Well, thank you very much Camini and Marcia Henville, who interviewed Sankerali's mother, for providing us with proof for what we have always known-or should have known: the wrong person can sometimes be blamed for a crime, and some people, like Sankerali, find themselves tied to a crime scene simply because they were in the wrong place at the wrong time.

I'm sure that it happens and I'm sure of how it happens. That too was outlined in Marcia's article if you took the time to put the whole picture together. Simply put, the confusion starts with society's failure to provide the services that children like Sankerali needed.

In a society that was concerned with education as opposed to Common Entrance, Sankerali's interests would have been represented by a branch of social services that would have not only demanded that he attend school, but also made sure that he got the education he needed to become a relatively happy, well adjusted, and productive member of society.

Sankerali didn't get that education. His mother said she tried to get him to go to school, but he made up excuses in spite of the fact that she beat him when he came back home. That's a sad point by itself. The fact that we turned our back on Sankerali as a child, and continue to turn our back on children like him, means we are doomed to have more unfortunate,-not to mention costly-cases like him.

Although I find it hard to believe that Sankerali participated in that night's events without so much as a clue as to what was going on, I do find it possible, given Camini's and Marcia's stories.

Some people question why Joey Ramiah would have wanted someone like Sankerali around. One of the obvious but unspoken rules of the "bully" kingdom is that people with low self-esteem are chosen either as victims or friends. They're mental or physical punching bags so that the bully can feel a false sense of power and toughness, but they can also be good friends because they provide an unquestioned sense of loyalty.
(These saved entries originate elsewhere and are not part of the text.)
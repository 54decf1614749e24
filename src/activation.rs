//! Device activation details shown on the welcome screen
//!
//! Codes are left-padded with zeros to a full twelve digits. Slicing the raw
//! base-36 string instead would leave the last group empty for current
//! timestamps (`LOYW-3V28-`), since they only need nine digits.

use std::time::{Duration, Instant};

/// Placeholder until devices report a real hardware address.
pub const DEVICE_MAC: &str = "AA:BB:CC:DD:EE:FF";

pub const REFRESH_INTERVAL: Duration = Duration::from_secs(60);

const DIGITS: &[u8; 36] = b"0123456789ABCDEFGHIJKLMNOPQRSTUVWXYZ";
const CODE_LEN: usize = 12;

/// Base-36 of the epoch milliseconds, upper-cased and zero-padded to twelve
/// digits, grouped as `XXXX-XXXX-XXXX`.
pub fn code_from_millis(millis: u64) -> String {
    let mut digits = Vec::with_capacity(13);
    let mut n = millis;
    loop {
        digits.push(DIGITS[(n % 36) as usize]);
        n /= 36;
        if n == 0 {
            break;
        }
    }
    digits.resize(digits.len().max(CODE_LEN), b'0');
    digits.truncate(CODE_LEN);
    digits.reverse();

    let raw = String::from_utf8_lossy(&digits);
    format!("{}-{}-{}", &raw[0..4], &raw[4..8], &raw[8..12])
}

/// Activation code that regenerates itself once a minute.
pub struct ActivationCode {
    code: String,
    generated_at: Instant,
}

impl ActivationCode {
    pub fn new() -> Self {
        Self {
            code: code_from_millis(now_millis()),
            generated_at: Instant::now(),
        }
    }

    /// Regenerate if the interval elapsed. Returns true when the code changed.
    pub fn tick(&mut self, now: Instant) -> bool {
        if now.duration_since(self.generated_at) < REFRESH_INTERVAL {
            return false;
        }
        self.code = code_from_millis(now_millis());
        self.generated_at = now;
        log::debug!("Activation code refreshed");
        true
    }

    pub fn code(&self) -> &str {
        &self.code
    }

    /// Time left until the next regeneration
    pub fn remaining(&self, now: Instant) -> Duration {
        REFRESH_INTERVAL.saturating_sub(now.duration_since(self.generated_at))
    }
}

impl Default for ActivationCode {
    fn default() -> Self {
        Self::new()
    }
}

fn now_millis() -> u64 {
    chrono::Utc::now().timestamp_millis().max(0) as u64
}

#[cfg(test)]
mod tests {
    use super::*;

    #[test]
    fn test_code_format() {
        assert_eq!(code_from_millis(1_700_000_000_000), "0000-LOYW-3V28");
        assert_eq!(code_from_millis(0), "0000-0000-0000");
        assert_eq!(code_from_millis(35), "0000-0000-000Z");
    }

    #[test]
    fn test_code_keeps_twelve_digits_for_huge_values() {
        let code = code_from_millis(u64::MAX);
        assert_eq!(code.len(), 14);
        assert_eq!(code.matches('-').count(), 2);
    }

    #[test]
    fn test_tick_waits_for_interval() {
        let mut code = ActivationCode::new();
        let start = code.generated_at;
        assert!(!code.tick(start + Duration::from_secs(59)));
        assert!(code.tick(start + REFRESH_INTERVAL));
        assert_eq!(code.remaining(start + REFRESH_INTERVAL), REFRESH_INTERVAL);
    }
}
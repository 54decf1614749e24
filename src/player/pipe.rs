//! Engine that runs the `ffmpeg` command line and reads raw frames from it
//!
//! One worker thread per loaded source owns the child processes. Pausing,
//! seeking and switching levels kill the current child and start a new one
//! at the right position; every child gets a generation number so output
//! from a killed process is ignored.

use std::io::{BufRead, BufReader, Read};
use std::process::{Child, Command, Stdio};
use std::sync::mpsc::{channel, Receiver, Sender, TryRecvError};
use std::sync::{Arc, Mutex, MutexGuard, PoisonError};
use std::thread;

use super::probe::{self, ProbeInfo};
use super::{MediaBackend, PlayerEvent, QualityLevel, VideoFrame, AUTO_LEVEL};
use crate::config::AppConfig;
use crate::error::PlayerError;

const OUTPUT_FPS: f64 = 30.0;
const FALLBACK_SIZE: (u32, u32) = (1280, 720);

#[derive(Debug, Clone)]
pub struct PipeSettings {
    pub ffmpeg: String,
    pub ffprobe: String,
    pub user_agent: String,
    pub max_frame_height: u32,
    pub hw_accel: bool,
}

impl PipeSettings {
    pub fn from_config(config: &AppConfig) -> Self {
        Self {
            ffmpeg: config.ffmpeg_path.clone(),
            ffprobe: config.ffprobe_path.clone(),
            user_agent: config.user_agent.clone(),
            max_frame_height: config.max_frame_height.max(144),
            hw_accel: config.hw_accel,
        }
    }
}

#[derive(Debug)]
struct Shared {
    position: f64,
    duration: Option<f64>,
    levels: Option<Vec<QualityLevel>>,
    level: i32,
}

impl Default for Shared {
    fn default() -> Self {
        Self {
            position: 0.0,
            duration: None,
            levels: None,
            level: AUTO_LEVEL,
        }
    }
}

enum WorkerMsg {
    Play,
    Pause,
    Seek(f64),
    SetLevel(i32),
    Gain(f32),
    Stop,
    Probed(Result<ProbeInfo, PlayerError>),
    Frame { generation: u64, frame: VideoFrame },
    StreamClosed { generation: u64 },
}

fn lock<T>(mutex: &Mutex<T>) -> MutexGuard<'_, T> {
    mutex.lock().unwrap_or_else(PoisonError::into_inner)
}

pub struct PipeEngine {
    settings: PipeSettings,
    shared: Arc<Mutex<Shared>>,
    frame: Arc<Mutex<Option<VideoFrame>>>,
    worker: Option<Sender<WorkerMsg>>,
    events: Option<Receiver<PlayerEvent>>,
    volume: f32,
    muted: bool,
}
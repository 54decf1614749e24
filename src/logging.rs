//! Logger setup plus the in-app console buffer
//!
//! Records go to `env_logger` as usual and, when they pass its filter, into a
//! bounded buffer the settings window renders.

use std::collections::VecDeque;
use std::sync::{Arc, Mutex};

use env_logger::{Builder, Env};
use log::{Log, Metadata, Record};

pub const CONSOLE_CAPACITY: usize = 500;

/// Shared ring of formatted log lines, newest last.
#[derive(Clone, Default)]
pub struct ConsoleBuffer {
    lines: Arc<Mutex<VecDeque<String>>>,
}

impl ConsoleBuffer {
    pub fn new() -> Self {
        Self::default()
    }

    pub fn push(&self, line: String) {
        let Ok(mut lines) = self.lines.lock() else { return };
        lines.push_back(line);
        while lines.len() > CONSOLE_CAPACITY {
            lines.pop_front();
        }
    }

    pub fn snapshot(&self) -> Vec<String> {
        self.lines
            .lock()
            .map(|lines| lines.iter().cloned().collect())
            .unwrap_or_default()
    }

    pub fn clear(&self) {
        if let Ok(mut lines) = self.lines.lock() {
            lines.clear();
        }
        self.push(format_line("INFO", "Console cleared"));
    }

    pub fn len(&self) -> usize {
        self.lines.lock().map(|l| l.len()).unwrap_or(0)
    }
}

pub fn format_line(level: &str, message: &str) -> String {
    format!("[{}] [{}] {}", chrono::Local::now().format("%H:%M:%S"), level, message)
}

struct ConsoleLogger {
    inner: env_logger::Logger,
    console: ConsoleBuffer,
}

impl Log for ConsoleLogger {
    fn enabled(&self, metadata: &Metadata) -> bool {
        self.inner.enabled(metadata)
    }

    fn log(&self, record: &Record) {
        if !self.inner.matches(record) {
            return;
        }
        self.inner.log(record);
        self.console
            .push(format_line(record.level().as_str(), &record.args().to_string()));
    }

    fn flush(&self) {
        self.inner.flush();
    }
}

/// Install the global logger (`RUST_LOG`, default `info`) and return the
/// console it feeds.
pub fn init() -> ConsoleBuffer {
    let inner = Builder::from_env(Env::default().default_filter_or("info")).build();
    let max_level = inner.filter();
    let console = ConsoleBuffer::new();

    let logger = ConsoleLogger {
        inner,
        console: console.clone(),
    };
    match log::set_boxed_logger(Box::new(logger)) {
        Ok(()) => log::set_max_level(max_level),
        Err(e) => eprintln!("Logger already installed: {}", e),
    }
    console
}
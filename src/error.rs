//! Error types shared across the player

use thiserror::Error;

/// Failures of the key-value store backing channels and theme.
#[derive(Debug, Error)]
pub enum StorageError {
    #[error("storage I/O failed: {0}")]
    Io(#[from] std::io::Error),
    #[error("storage encoding failed: {0}")]
    Json(#[from] serde_json::Error),
}

/// Rejections from the channel store. Shown to the user as a prompt.
#[derive(Debug, Error, PartialEq, Eq)]
pub enum ChannelError {
    #[error("Please enter a channel name")]
    MissingName,
    #[error("Please enter a stream URL")]
    MissingUrl,
}

/// Playlist import failures (file, download or parse).
#[derive(Debug, Error)]
pub enum ImportError {
    #[error("Request failed: {0}")]
    Http(String),
    #[error("HTTP error: {0}")]
    Status(u16),
    #[error("Read failed: {0}")]
    Io(#[from] std::io::Error),
    #[error("Not a recognised playlist: {0}")]
    Parse(String),
    #[error("Blocked by content policy: {0}")]
    Blocked(String),
}

/// Embedded engine failures. Logged, never retried.
#[derive(Debug, Error)]
pub enum PlayerError {
    #[error("failed to start {program}: {source}")]
    Spawn {
        program: String,
        #[source]
        source: std::io::Error,
    },
    #[error("probe failed: {0}")]
    Probe(String),
    #[error("no video stream found")]
    NoVideo,
    #[error("decoder error: {0}")]
    Decode(String),
}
Yeh, I believe that when Joey Ramiah wanted to get away from his life-and there must have been occasions that he did-he would have looked around for a simple liming partner who wouldn't complicate matters.
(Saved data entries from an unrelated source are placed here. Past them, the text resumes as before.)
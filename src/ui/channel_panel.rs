use eframe::egui;

use crate::app::{AddChannelForm, Player13App};
use crate::channels::ChannelListView;
use crate::models::ChannelId;
use crate::theme::ACCENT;

enum RowAction {
    Play(ChannelId),
    Delete(ChannelId),
}

struct Row {
    id: ChannelId,
    name: String,
    detail: String,
    selected: bool,
}

impl Player13App {
    /// Search box, add/import buttons and the channel list. `compact` drops
    /// the import button and the url column for the watch sidebar.
    pub(crate) fn show_channel_panel(&mut self, ui: &mut egui::Ui, compact: bool) {
        ui.horizontal(|ui| {
            ui.add(
                egui::TextEdit::singleline(&mut self.search_query)
                    .hint_text("🔍 Search channels...")
                    .desired_width(if compact { ui.available_width() - 36.0 } else { 260.0 }),
            );
            if ui.button("➕").on_hover_text("Add channel").clicked() {
                self.add_form = Some(AddChannelForm::default());
            }
            if !compact
                && ui
                    .add_enabled(!self.importing, egui::Button::new("📥 Import playlist"))
                    .clicked()
            {
                self.import_input = Some(String::new());
            }
        });
        ui.add_space(6.0);

        let (rows, empty) = match self.state.channels.search(&self.search_query) {
            ChannelListView::Items(items) => (
                items
                    .into_iter()
                    .map(|c| Row {
                        id: c.id,
                        name: c.name.clone(),
                        detail: c.group.clone().unwrap_or_else(|| c.url.clone()),
                        selected: self.state.channels.is_selected(c.id),
                    })
                    .collect::<Vec<_>>(),
                None,
            ),
            view => (Vec::new(), view.empty_message()),
        };

        if let Some(message) = empty {
            ui.add_space(12.0);
            ui.vertical_centered(|ui| ui.label(egui::RichText::new(message).weak()));
            return;
        }

        let mut action = None;
        egui::ScrollArea::vertical()
            .id_salt(if compact { "watch_channels" } else { "home_channels" })
            .auto_shrink([false, true])
            .max_height(if compact { 320.0 } else { f32::INFINITY })
            .show(ui, |ui| {
                for row in &rows {
                    ui.horizontal(|ui| {
                        let mut name = egui::RichText::new(&row.name);
                        if row.selected {
                            name = name.color(ACCENT).strong();
                        }
                        let response = ui.add(egui::Button::new(name).frame(false).selected(row.selected));
                        if response.on_hover_text(&row.detail).clicked() {
                            action = Some(RowAction::Play(row.id));
                        }
                        if !compact {
                            ui.label(egui::RichText::new(&row.detail).small().weak());
                        }
                        ui.with_layout(egui::Layout::right_to_left(egui::Align::Center), |ui| {
                            if ui.small_button("✕").on_hover_text("Delete channel").clicked() {
                                action = Some(RowAction::Delete(row.id));
                            }
                        });
                    });
                }
            });

        match action {
            Some(RowAction::Play(id)) => self.watch_channel(id),
            Some(RowAction::Delete(id)) => self.pending_delete = Some(id),
            None => {}
        }
    }
}
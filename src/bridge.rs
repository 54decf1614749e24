//! Named-channel message bridge between the UI and the host
//!
//! Senders are cheap clonable handles that only queue messages. The host
//! owns the listener table and delivers queued messages once per frame, so
//! listeners always run on the UI thread.

use std::collections::HashMap;
use std::sync::mpsc::{channel, Receiver, Sender};

use serde_json::Value;

#[derive(Debug, Clone, Copy, PartialEq, Eq, Hash)]
pub struct ListenerId(u64);

#[derive(Debug, Clone, PartialEq)]
pub struct Message {
    pub channel: String,
    pub payload: Value,
}

type Listener = Box<dyn FnMut(&Value)>;

/// Send side of the bridge
#[derive(Clone)]
pub struct BridgeHandle {
    tx: Sender<Message>,
}

impl BridgeHandle {
    /// Queue a message. Returns false once the bridge has been dropped.
    pub fn send(&self, channel: &str, payload: Value) -> bool {
        self.tx
            .send(Message {
                channel: channel.to_string(),
                payload,
            })
            .is_ok()
    }
}

pub struct Bridge {
    tx: Sender<Message>,
    rx: Receiver<Message>,
    listeners: HashMap<String, Vec<(ListenerId, Listener)>>,
    next_id: u64,
}

impl Default for Bridge {
    fn default() -> Self {
        Self::new()
    }
}

impl Bridge {
    pub fn new() -> Self {
        let (tx, rx) = channel();
        Self {
            tx,
            rx,
            listeners: HashMap::new(),
            next_id: 0,
        }
    }

    pub fn handle(&self) -> BridgeHandle {
        BridgeHandle { tx: self.tx.clone() }
    }

    pub fn on(&mut self, channel: &str, listener: impl FnMut(&Value) + 'static) -> ListenerId {
        let id = ListenerId(self.next_id);
        self.next_id += 1;
        self.listeners
            .entry(channel.to_string())
            .or_default()
            .push((id, Box::new(listener)));
        id
    }

    pub fn remove_listener(&mut self, channel: &str, id: ListenerId) -> bool {
        let Some(list) = self.listeners.get_mut(channel) else {
            return false;
        };
        let before = list.len();
        list.retain(|(lid, _)| *lid != id);
        let removed = list.len() != before;
        if list.is_empty() {
            self.listeners.remove(channel);
        }
        removed
    }

    /// Deliver everything queued so far. Returns the number of messages
    /// taken off the queue, delivered or not.
    pub fn dispatch_pending(&mut self) -> usize {
        let mut count = 0;
        while let Ok(message) = self.rx.try_recv() {
            count += 1;
            match self.listeners.get_mut(&message.channel) {
                Some(list) => {
                    for (_, listener) in list.iter_mut() {
                        listener(&message.payload);
                    }
                }
                None => log::debug!("No listener for bridge channel {}", message.channel),
            }
        }
        count
    }
}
And I know that Sankerali's low self-esteem had to have flourished when a "big" boy like Joey wanted to lime with him. Even if Sankerali was a "nice" person, as everyone keeps saying, he had to be constantly haunted by the fact that he didn't have an education; he didn't have a job-he didn't have anything to nourish self- esteem. So I can see how Sankerali would have ended up in that car and ended up by the Baboolals without really knowing what he was involved in on that fateful night.

Information on Clint Huggins' tape and other information presented in Camini's article suggest that Sankerali wasn't guilty of the actual murders and he possibly didn't even know about the murders after the fact. (Wouldn't those men have had bloody clothes when they entered the car?) That's a little different from saying that he was innocent because the technicalities involved in proving innocence in someone who is present at a crime is a complicated matter.
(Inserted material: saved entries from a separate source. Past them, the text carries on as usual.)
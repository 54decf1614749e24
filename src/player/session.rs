//! Playback state mirrored from the engine plus the gesture handling of the
//! control overlay
//!
//! All timing is passed in as `Instant`s so the update loop decides when
//! deadlines fire.

use std::time::{Duration, Instant};

use eframe::egui::Key;

use super::{MediaBackend, PlayerEvent, QualityLevel, VideoFrame, AUTO_LEVEL};

pub const PROGRESS_INTERVAL: Duration = Duration::from_millis(100);
pub const HIDE_DELAY: Duration = Duration::from_secs(3);
pub const VOLUME_STEP: f32 = 0.1;
/// Upper bound of the seek bar
pub const MAX_PLAYED: f64 = 0.999_999;

#[derive(Debug, Clone, Copy, PartialEq, Eq)]
pub enum PlaybackPhase {
    Idle,
    Loading,
    Ready,
    Playing,
    Paused,
    Ended,
}

pub struct PlaybackSession {
    engine: Box<dyn MediaBackend>,
    source: Option<String>,
    phase: PlaybackPhase,
    playing: bool,
    muted: bool,
    volume: f32,
    played: f64,
    duration: f64,
    ready: bool,
    loading: bool,
    seeking: bool,
    fullscreen: bool,
    fullscreen_request: Option<bool>,
    qualities: Vec<QualityLevel>,
    current_quality: i32,
    quality_menu_open: bool,
    controls_visible: bool,
    hide_deadline: Option<Instant>,
    next_poll: Option<Instant>,
    live_frame: Option<VideoFrame>,
    live_frame_id: u64,
    snapshot: Option<VideoFrame>,
    snapshot_id: u64,
    last_error: Option<String>,
}

impl PlaybackSession {
    pub fn new(engine: Box<dyn MediaBackend>) -> Self {
        Self {
            engine,
            source: None,
            phase: PlaybackPhase::Idle,
            playing: false,
            muted: false,
            volume: 1.0,
            played: 0.0,
            duration: 0.0,
            ready: false,
            loading: false,
            seeking: false,
            fullscreen: false,
            fullscreen_request: None,
            qualities: Vec::new(),
            current_quality: AUTO_LEVEL,
            quality_menu_open: false,
            controls_visible: true,
            hide_deadline: None,
            next_poll: None,
            live_frame: None,
            live_frame_id: 0,
            snapshot: None,
            snapshot_id: 0,
            last_error: None,
        }
    }

    /// Load a new source. Autoplayed sources start muted.
    pub fn set_source(&mut self, url: &str, autoplay: bool) {
        log::info!("Playing {} (autoplay: {})", url, autoplay);
        self.source = Some(url.to_string());
        self.ready = false;
        self.loading = true;
        self.seeking = false;
        self.playing = autoplay;
        self.muted = autoplay;
        self.played = 0.0;
        self.duration = 0.0;
        self.qualities.clear();
        self.current_quality = AUTO_LEVEL;
        self.quality_menu_open = false;
        self.snapshot = None;
        self.live_frame = None;
        self.last_error = None;
        self.next_poll = None;
        self.phase = PlaybackPhase::Loading;

        self.engine.load(url);
        self.engine.set_volume(self.volume);
        self.engine.set_muted(self.muted);
        if autoplay {
            self.engine.play();
        }
    }

    /// Drain engine events and frames, poll progress and run the hide timer.
    pub fn pump(&mut self, now: Instant) {
        for event in self.engine.poll_events() {
            self.handle_event(event);
        }

        if let Some(frame) = self.engine.take_frame() {
            if self.snapshot.is_none() {
                self.live_frame = Some(frame);
                self.live_frame_id += 1;
            }
        }

        if self.playing && !self.seeking && self.next_poll.map_or(true, |t| now >= t) {
            self.poll_progress();
            self.next_poll = Some(now + PROGRESS_INTERVAL);
        }

        self.tick(now);
    }

    fn poll_progress(&mut self) {
        self.duration = self.engine.duration().unwrap_or(0.0);
        self.played = if self.duration > 0.0 {
            (self.engine.current_time() / self.duration).clamp(0.0, 1.0)
        } else {
            0.0
        };
    }

    fn handle_event(&mut self, event: PlayerEvent) {
        log::debug!("Player event {:?}", event);
        match event {
            PlayerEvent::Ready => {
                self.ready = true;
                self.loading = false;
                self.duration = self.engine.duration().unwrap_or(0.0);
                if let Some(levels) = self.engine.quality_levels() {
                    self.qualities = levels;
                    self.current_quality = self.engine.current_level();
                }
                self.phase = PlaybackPhase::Ready;
            }
            PlayerEvent::Play => {
                self.playing = true;
                self.loading = false;
                self.snapshot = None;
                self.phase = PlaybackPhase::Playing;
            }
            PlayerEvent::Pause => {
                self.playing = false;
                self.freeze();
                self.phase = PlaybackPhase::Paused;
            }
            PlayerEvent::Ended => {
                self.playing = false;
                self.freeze();
                self.phase = PlaybackPhase::Ended;
            }
            PlayerEvent::Waiting => {
                self.loading = true;
                self.phase = PlaybackPhase::Loading;
            }
            PlayerEvent::CanPlay => {
                self.loading = false;
                if self.phase == PlaybackPhase::Loading && self.ready {
                    self.phase = if self.playing {
                        PlaybackPhase::Playing
                    } else {
                        PlaybackPhase::Ready
                    };
                }
            }
            PlayerEvent::Error(message) => {
                log::error!("Video playback error: {}", message);
                self.last_error = Some(message);
            }
        }
    }

    /// Keep showing the last decoded frame.
    fn freeze(&mut self) {
        if let Some(frame) = self.live_frame.clone() {
            self.snapshot = Some(frame);
            self.snapshot_id += 1;
        }
    }

    /// Ignored until the engine reported ready. Playing after the end
    /// rewinds to the start first.
    pub fn toggle_play_pause(&mut self) -> bool {
        if !self.ready {
            return false;
        }
        if self.playing {
            self.playing = false;
            self.engine.pause();
        } else {
            if self.phase == PlaybackPhase::Ended {
                self.played = 0.0;
                self.engine.seek_to(0.0);
                self.next_poll = None;
            }
            self.playing = true;
            self.engine.play();
        }
        true
    }

    pub fn toggle_mute(&mut self) {
        self.muted = !self.muted;
        self.engine.set_muted(self.muted);
    }

    /// Zero mutes, anything else unmutes.
    pub fn set_volume(&mut self, volume: f32) {
        let volume = volume.clamp(0.0, 1.0);
        self.volume = volume;
        self.muted = volume == 0.0;
        self.engine.set_volume(volume);
        self.engine.set_muted(self.muted);
    }

    pub fn seek_begin(&mut self) {
        self.seeking = true;
    }

    pub fn seek_drag(&mut self, fraction: f64) {
        self.played = fraction.clamp(0.0, MAX_PLAYED);
    }

    /// Issue the one seek for this drag and resume polling on the next pump.
    pub fn seek_end(&mut self, fraction: f64) {
        let fraction = fraction.clamp(0.0, MAX_PLAYED);
        self.seeking = false;
        self.played = fraction;
        self.engine.seek_to(fraction);
        self.next_poll = None;
    }

    /// Ask the host to flip fullscreen. State changes only when the host
    /// reports back through [`Self::on_fullscreen_changed`].
    pub fn request_fullscreen(&mut self) {
        self.fullscreen_request = Some(!self.fullscreen);
    }

    pub fn take_fullscreen_request(&mut self) -> Option<bool> {
        self.fullscreen_request.take()
    }

    pub fn on_fullscreen_changed(&mut self, fullscreen: bool) {
        if self.fullscreen != fullscreen {
            log::debug!("Fullscreen now {}", fullscreen);
        }
        self.fullscreen = fullscreen;
    }

    pub fn pointer_moved(&mut self, now: Instant) {
        self.controls_visible = true;
        self.hide_deadline = Some(now + HIDE_DELAY);
    }

    pub fn pointer_left(&mut self) {
        if self.playing {
            self.controls_visible = false;
            self.hide_deadline = None;
        }
    }

    pub fn tick(&mut self, now: Instant) {
        if let Some(deadline) = self.hide_deadline {
            if now >= deadline {
                self.hide_deadline = None;
                if self.playing {
                    self.controls_visible = false;
                }
            }
        }
    }

    pub fn toggle_quality_menu(&mut self) {
        if self.qualities.is_empty() {
            return;
        }
        self.quality_menu_open = !self.quality_menu_open;
    }

    pub fn close_quality_menu(&mut self) {
        self.quality_menu_open = false;
    }

    /// Pin the engine to a level, or [`AUTO_LEVEL`].
    pub fn select_quality(&mut self, level: i32) {
        self.engine.set_level(level);
        self.current_quality = level;
        self.quality_menu_open = false;
    }

    /// Keyboard shortcuts. Returns true when the key was consumed.
    pub fn handle_key(&mut self, key: Key) -> bool {
        match key {
            Key::Space => {
                self.toggle_play_pause();
            }
            Key::M => self.toggle_mute(),
            Key::F => self.request_fullscreen(),
            Key::ArrowUp => self.set_volume(step_volume(self.volume, VOLUME_STEP)),
            Key::ArrowDown => self.set_volume(step_volume(self.volume, -VOLUME_STEP)),
            Key::Escape if self.quality_menu_open => self.close_quality_menu(),
            _ => return false,
        }
        true
    }

    pub fn stop(&mut self) {
        if self.source.take().is_some() {
            log::info!("Playback stopped");
        }
        self.engine.stop();
        self.phase = PlaybackPhase::Idle;
        self.playing = false;
        self.ready = false;
        self.loading = false;
        self.seeking = false;
        self.played = 0.0;
        self.duration = 0.0;
        self.qualities.clear();
        self.current_quality = AUTO_LEVEL;
        self.quality_menu_open = false;
        self.controls_visible = true;
        self.hide_deadline = None;
        self.live_frame = None;
        self.snapshot = None;
    }

    /// How soon the UI must redraw for the session's timers.
    pub fn repaint_after(&self, now: Instant) -> Option<Duration> {
        if self.playing || self.loading {
            return Some(Duration::from_millis(16));
        }
        self.hide_deadline.map(|d| d.saturating_duration_since(now))
    }

    pub fn source(&self) -> Option<&str> {
        self.source.as_deref()
    }

    pub fn phase(&self) -> PlaybackPhase {
        self.phase
    }

    pub fn is_playing(&self) -> bool {
        self.playing
    }

    pub fn is_muted(&self) -> bool {
        self.muted
    }

    pub fn volume(&self) -> f32 {
        self.volume
    }

    /// Value for the volume slider: zero while muted.
    pub fn volume_display(&self) -> f32 {
        if self.muted {
            0.0
        } else {
            self.volume
        }
    }

    pub fn played(&self) -> f64 {
        self.played
    }

    pub fn duration(&self) -> f64 {
        self.duration
    }

    pub fn elapsed(&self) -> f64 {
        self.duration * self.played
    }

    pub fn is_ready(&self) -> bool {
        self.ready
    }

    pub fn is_loading(&self) -> bool {
        self.loading
    }

    pub fn is_seeking(&self) -> bool {
        self.seeking
    }

    pub fn is_fullscreen(&self) -> bool {
        self.fullscreen
    }

    pub fn qualities(&self) -> &[QualityLevel] {
        &self.qualities
    }

    pub fn current_quality(&self) -> i32 {
        self.current_quality
    }

    pub fn quality_menu_open(&self) -> bool {
        self.quality_menu_open && !self.qualities.is_empty()
    }

    pub fn controls_visible(&self) -> bool {
        self.controls_visible
    }

    pub fn live_frame(&self) -> Option<(u64, &VideoFrame)> {
        self.live_frame.as_ref().map(|f| (self.live_frame_id, f))
    }

    /// Frame shown instead of the live surface while paused or ended.
    pub fn snapshot(&self) -> Option<(u64, &VideoFrame)> {
        self.snapshot.as_ref().map(|f| (self.snapshot_id, f))
    }

    pub fn last_error(&self) -> Option<&str> {
        self.last_error.as_deref()
    }
}

impl Drop for PlaybackSession {
    fn drop(&mut self) {
        self.engine.stop();
    }
}

fn step_volume(volume: f32, delta: f32) -> f32 {
    ((volume + delta) * 10.0).round() / 10.0
}

/// `m:ss`, or `h:mm:ss` once there are hours.
pub fn format_time(seconds: f64) -> String {
    let total = if seconds.is_finite() && seconds > 0.0 {
        seconds.floor() as u64
    } else {
        0
    };
    let (h, m, s) = (total / 3600, (total % 3600) / 60, total % 60);
    if h > 0 {
        format!("{}:{:02}:{:02}", h, m, s)
    } else {
        format!("{}:{:02}", m, s)
    }
}

#[cfg(test)]
#[path = "session_tests.rs"]
mod tests;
Still, Sankerali seems to have been guilty of naivete and trust, psychological crimes committed by many young people who aren't taught by their parents or school how to stand up for themselves, make the right friends, or hang out with people who won't endanger your life.

Overprotection is as bad as neglect. (I heard Dr Springer say that last week on her radio programme while I was at the dentist's office).

One wonders if anyone could have stood up to Joey Ramiah and say, "Sorry, partner, I don't want to lime with you." But then, that brings us full circle again to the fact that if Sankerali was properly educated, he would not have had the word "victim" stamped all over him and the Joey Ramiahs of this world would not have given him a second glance. As for the matter of trust, I guess his silence proved that.

When I was a little girl, I used to feel enraged whenever my mother said: "Tell me who your friends are, and I'll tell you who you are." I always said, "That's mean, unfair and prejudicial. I could have friends that treat me differently from anyone else." She'd counter by saying, "Nobody will buy that. You'll get lumped in the same category."

I am sad about the fact that Russell Sankerali proved her point. What makes me even sadder is the knowledge that by not providing Sankerali with the education he deserved, we ended up, helping him choose the wrong friends.